#### [TASK]
Every entry must be reproduced word for word.

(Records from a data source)

• • • •

use std::sync::Arc;
use std::time::Instant;

use birthday_core::models::{Message, WorkItem};
use birthday_core::traits::{NotificationSink, PersonRepository};
use birthday_core::{current_year, NotifierError, OccurrenceCalculator};
use birthday_infrastructure::MetricsCollector;
use chrono::{DateTime, Duration, Utc};
use tracing::{debug, error, info, info_span, warn, Instrument};

use crate::idempotency_gate::IdempotencyGate;

/// 单条消息的处理结果
#[derive(Debug)]
pub enum DeliveryOutcome {
    /// 发送成功并已提交状态
    Delivered { person_id: String, year: i32 },
    /// 幂等标记命中，重复投递被压制
    Duplicate { person_id: String },
    /// 存储中本年度已通知
    AlreadyNotified { person_id: String },
    /// 扫描后生日或所在地被修改，存储中的生日时刻尚未到期
    NotDue {
        person_id: String,
        next_occurrence_utc: DateTime<Utc>,
    },
    /// 消息体无法解析，永久丢弃
    Malformed { reason: String },
    /// 用户已被删除
    PersonNotFound { person_id: String },
    /// 处理失败，状态未提交
    Failed { person_id: String, error: NotifierError },
}

impl DeliveryOutcome {
    /// 是否应确认消息；只有可重试的失败需要重新投递
    pub fn should_ack(&self) -> bool {
        match self {
            DeliveryOutcome::Failed { error, .. } => !error.is_retryable(),
            _ => true,
        }
    }

    pub fn label(&self) -> &'static str {
        match self {
            DeliveryOutcome::Delivered { .. } => "delivered",
            DeliveryOutcome::Duplicate { .. } => "duplicate",
            DeliveryOutcome::AlreadyNotified { .. } => "already_notified",
            DeliveryOutcome::NotDue { .. } => "not_due",
            DeliveryOutcome::Malformed { .. } => "malformed",
            DeliveryOutcome::PersonNotFound { .. } => "person_not_found",
            DeliveryOutcome::Failed { .. } => "failed",
        }
    }
}

pub struct DeliveryConsumer {
    repository: Arc<dyn PersonRepository>,
    sink: Arc<dyn NotificationSink>,
    gate: IdempotencyGate,
    calculator: OccurrenceCalculator,
    scan_buffer: Duration,
    metrics: Arc<MetricsCollector>,
}

impl DeliveryConsumer {
    pub fn new(
        repository: Arc<dyn PersonRepository>,
        sink: Arc<dyn NotificationSink>,
        gate: IdempotencyGate,
        calculator: OccurrenceCalculator,
        scan_buffer: Duration,
        metrics: Arc<MetricsCollector>,
    ) -> Self {
        Self {
            repository,
            sink,
            gate,
            calculator,
            scan_buffer,
            metrics,
        }
    }

    /// 处理一条投递消息
    ///
    /// 顺序固定：解析、去重检查、读取最新记录并重新判断是否到期、发送、提交状态、写幂等标记。
    /// `scan_buffer` 与扫描器使用同一缓冲窗口。
    /// 发送失败时既不提交状态也不写标记，重投递可以干净地重试。
    pub async fn handle(&self, message: &Message, reference: DateTime<Utc>) -> DeliveryOutcome {
        let span = info_span!(
            "deliver",
            message_id = %message.id,
            retry_count = message.retry_count
        );
        let outcome = self.handle_inner(message, reference).instrument(span).await;
        self.record(&outcome);
        outcome
    }

    async fn handle_inner(&self, message: &Message, reference: DateTime<Utc>) -> DeliveryOutcome {
        let item = match WorkItem::parse(&message.body) {
            Ok(item) => item,
            Err(e) => {
                warn!("丢弃无法解析的消息 {}: {}", message.id, e);
                return DeliveryOutcome::Malformed {
                    reason: e.to_string(),
                };
            }
        };
        let person_id = item.person_id.clone();
        let year = current_year(reference);

        if self.gate.is_handled(&person_id, year).await {
            debug!("用户 {} 的 {} 年通知已处理，跳过重复投递", person_id, year);
            return DeliveryOutcome::Duplicate { person_id };
        }

        // 快照可能已过期，以存储中的记录为准
        let person = match self.repository.get_by_id(&person_id).await {
            Ok(Some(person)) => person,
            Ok(None) => {
                warn!("用户 {} 已不存在，丢弃消息", person_id);
                return DeliveryOutcome::PersonNotFound { person_id };
            }
            Err(error) => return DeliveryOutcome::Failed { person_id, error },
        };

        if person.last_notified_year >= year {
            debug!("用户 {} 本年度已通知", person_id);
            return DeliveryOutcome::AlreadyNotified { person_id };
        }

        if !person.is_due(reference, self.scan_buffer) {
            info!(
                "用户 {} 的生日时刻已变更为 {}，丢弃过期的投递",
                person_id, person.next_occurrence_utc
            );
            return DeliveryOutcome::NotDue {
                person_id,
                next_occurrence_utc: person.next_occurrence_utc,
            };
        }

        let send_started = Instant::now();
        let sent = self.sink.send(&person.birthday_message()).await;
        let send_seconds = send_started.elapsed().as_secs_f64();
        if let Err(error) = sent {
            warn!("通过 {} 发送用户 {} 的通知失败: {}", self.sink.name(), person_id, error);
            self.metrics.record_notification_failure(send_seconds);
            return DeliveryOutcome::Failed { person_id, error };
        }
        self.metrics.record_notification_sent(send_seconds);

        // 以被消费的生日时刻为起点推算，同一消息重复提交得到相同结果
        let from = reference.max(item.next_occurrence_utc);
        let next = self
            .calculator
            .next_occurrence_for(&person.birthday, &person.location, from);

        match self.repository.mark_notified(&person_id, year, next).await {
            Ok(()) => {}
            Err(NotifierError::PersonNotFound { .. }) => {
                warn!("用户 {} 在提交前被删除", person_id);
                return DeliveryOutcome::PersonNotFound { person_id };
            }
            Err(error) => {
                error!("用户 {} 通知已发送但状态提交失败: {}", person_id, error);
                return DeliveryOutcome::Failed { person_id, error };
            }
        }

        self.gate.mark_handled(&person_id, year).await;

        info!("用户 {} 的 {} 年生日通知已发送，下一次: {}", person_id, year, next);
        DeliveryOutcome::Delivered { person_id, year }
    }

    fn record(&self, outcome: &DeliveryOutcome) {
        match outcome {
            DeliveryOutcome::Duplicate { .. } | DeliveryOutcome::AlreadyNotified { .. } => {
                self.metrics.record_duplicate_suppressed()
            }
            DeliveryOutcome::Malformed { .. } => self.metrics.record_malformed_item(),
            DeliveryOutcome::PersonNotFound { .. } => self.metrics.record_missing_person(),
            DeliveryOutcome::NotDue { .. } => self.metrics.record_stale_item(),
            DeliveryOutcome::Delivered { .. } | DeliveryOutcome::Failed { .. } => {}
        }
    }
}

• • • •

#### [ANSWER TO THIS TASK]
use std::sync::Arc;
use std::time::Instant;

use birthday_core::models::{Message, WorkItem};
use birthday_core::traits::{NotificationSink, PersonRepository};
use birthday_core::{current_year, NotifierError, OccurrenceCalculator};
use birthday_infrastructure::MetricsCollector;
use chrono::{DateTime, Duration, Utc};
use tracing::{debug, error, info, info_span, warn, Instrument};

use crate::idempotency_gate::IdempotencyGate;

/// 单条消息的处理结果
#[derive(Debug)]
pub enum DeliveryOutcome {
    /// 发送成功并已提交状态
    Delivered { person_id: String, year: i32 },
    /// 幂等标记命中，重复投递被压制
    Duplicate { person_id: String },
    /// 存储中本年度已通知
    AlreadyNotified { person_id: String },
    /// 扫描后生日或所在地被修改，存储中的生日时刻尚未到期
    NotDue {
        person_id: String,
        next_occurrence_utc: DateTime<Utc>,
    },
    /// 消息体无法解析，永久丢弃
    Malformed { reason: String },
    /// 用户已被删除
    PersonNotFound { person_id: String },
    /// 处理失败，状态未提交
    Failed { person_id: String, error: NotifierError },
}

impl DeliveryOutcome {
    /// 是否应确认消息；只有可重试的失败需要重新投递
    pub fn should_ack(&self) -> bool {
        match self {
            DeliveryOutcome::Failed { error, .. } => !error.is_retryable(),
            _ => true,
        }
    }

    pub fn label(&self) -> &'static str {
        match self {
            DeliveryOutcome::Delivered { .. } => "delivered",
            DeliveryOutcome::Duplicate { .. } => "duplicate",
            DeliveryOutcome::AlreadyNotified { .. } => "already_notified",
            DeliveryOutcome::NotDue { .. } => "not_due",
            DeliveryOutcome::Malformed { .. } => "malformed",
            DeliveryOutcome::PersonNotFound { .. } => "person_not_found",
            DeliveryOutcome::Failed { .. } => "failed",
        }
    }
}

pub struct DeliveryConsumer {
    repository: Arc<dyn PersonRepository>,
    sink: Arc<dyn NotificationSink>,
    gate: IdempotencyGate,
    calculator: OccurrenceCalculator,
    scan_buffer: Duration,
    metrics: Arc<MetricsCollector>,
}

impl DeliveryConsumer {
    pub fn new(
        repository: Arc<dyn PersonRepository>,
        sink: Arc<dyn NotificationSink>,
        gate: IdempotencyGate,
        calculator: OccurrenceCalculator,
        scan_buffer: Duration,
        metrics: Arc<MetricsCollector>,
    ) -> Self {
        Self {
            repository,
            sink,
            gate,
            calculator,
            scan_buffer,
            metrics,
        }
    }

    /// 处理一条投递消息
    ///
    /// 顺序固定：解析、去重检查、读取最新记录并重新判断是否到期、发送、提交状态、写幂等标记。
    /// `scan_buffer` 与扫描器使用同一缓冲窗口。
    /// 发送失败时既不提交状态也不写标记，重投递可以干净地重试。
    pub async fn handle(&self, message: &Message, reference: DateTime<Utc>) -> DeliveryOutcome {
        let span = info_span!(
            "deliver",
            message_id = %message.id,
            retry_count = message.retry_count
        );
        let outcome = self.handle_inner(message, reference).instrument(span).await;
        self.record(&outcome);
        outcome
    }

    async fn handle_inner(&self, message: &Message, reference: DateTime<Utc>) -> DeliveryOutcome {
        let item = match WorkItem::parse(&message.body) {
            Ok(item) => item,
            Err(e) => {
                warn!("丢弃无法解析的消息 {}: {}", message.id, e);
                return DeliveryOutcome::Malformed {
                    reason: e.to_string(),
                };
            }
        };
        let person_id = item.person_id.clone();
        let year = current_year(reference);

        if self.gate.is_handled(&person_id, year).await {
            debug!("用户 {} 的 {} 年通知已处理，跳过重复投递", person_id, year);
            return DeliveryOutcome::Duplicate { person_id };
        }

        // 快照可能已过期，以存储中的记录为准
        let person = match self.repository.get_by_id(&person_id).await {
            Ok(Some(person)) => person,
            Ok(None) => {
                warn!("用户 {} 已不存在，丢弃消息", person_id);
                return DeliveryOutcome::PersonNotFound { person_id };
            }
            Err(error) => return DeliveryOutcome::Failed { person_id, error },
        };

        if person.last_notified_year >= year {
            debug!("用户 {} 本年度已通知", person_id);
            return DeliveryOutcome::AlreadyNotified { person_id };
        }

        if !person.is_due(reference, self.scan_buffer) {
            info!(
                "用户 {} 的生日时刻已变更为 {}，丢弃过期的投递",
                person_id, person.next_occurrence_utc
            );
            return DeliveryOutcome::NotDue {
                person_id,
                next_occurrence_utc: person.next_occurrence_utc,
            };
        }

        let send_started = Instant::now();
        let sent = self.sink.send(&person.birthday_message()).await;
        let send_seconds = send_started.elapsed().as_secs_f64();
        if let Err(error) = sent {
            warn!("通过 {} 发送用户 {} 的通知失败: {}", self.sink.name(), person_id, error);
            self.metrics.record_notification_failure(send_seconds);
            return DeliveryOutcome::Failed { person_id, error };
        }
        self.metrics.record_notification_sent(send_seconds);

        // 以被消费的生日时刻为起点推算，同一消息重复提交得到相同结果
        let from = reference.max(item.next_occurrence_utc);
        let next = self
            .calculator
            .next_occurrence_for(&person.birthday, &person.location, from);

        match self.repository.mark_notified(&person_id, year, next).await {
            Ok(()) => {}
            Err(NotifierError::PersonNotFound { .. }) => {
                warn!("用户 {} 在提交前被删除", person_id);
                return DeliveryOutcome::PersonNotFound { person_id };
            }
            Err(error) => {
                error!("用户 {} 通知已发送但状态提交失败: {}", person_id, error);
                return DeliveryOutcome::Failed { person_id, error };
            }
        }

        self.gate.mark_handled(&person_id, year).await;

        info!("用户 {} 的 {} 年生日通知已发送，下一次: {}", person_id, year, next);
        DeliveryOutcome::Delivered { person_id, year }
    }

    fn record(&self, outcome: &DeliveryOutcome) {
        match outcome {
            DeliveryOutcome::Duplicate { .. } | DeliveryOutcome::AlreadyNotified { .. } => {
                self.metrics.record_duplicate_suppressed()
            }
            DeliveryOutcome::Malformed { .. } => self.metrics.record_malformed_item(),
            DeliveryOutcome::PersonNotFound { .. } => self.metrics.record_missing_person(),
            DeliveryOutcome::NotDue { .. } => self.metrics.record_stale_item(),
            DeliveryOutcome::Delivered { .. } | DeliveryOutcome::Failed { .. } => {}
        }
    }
}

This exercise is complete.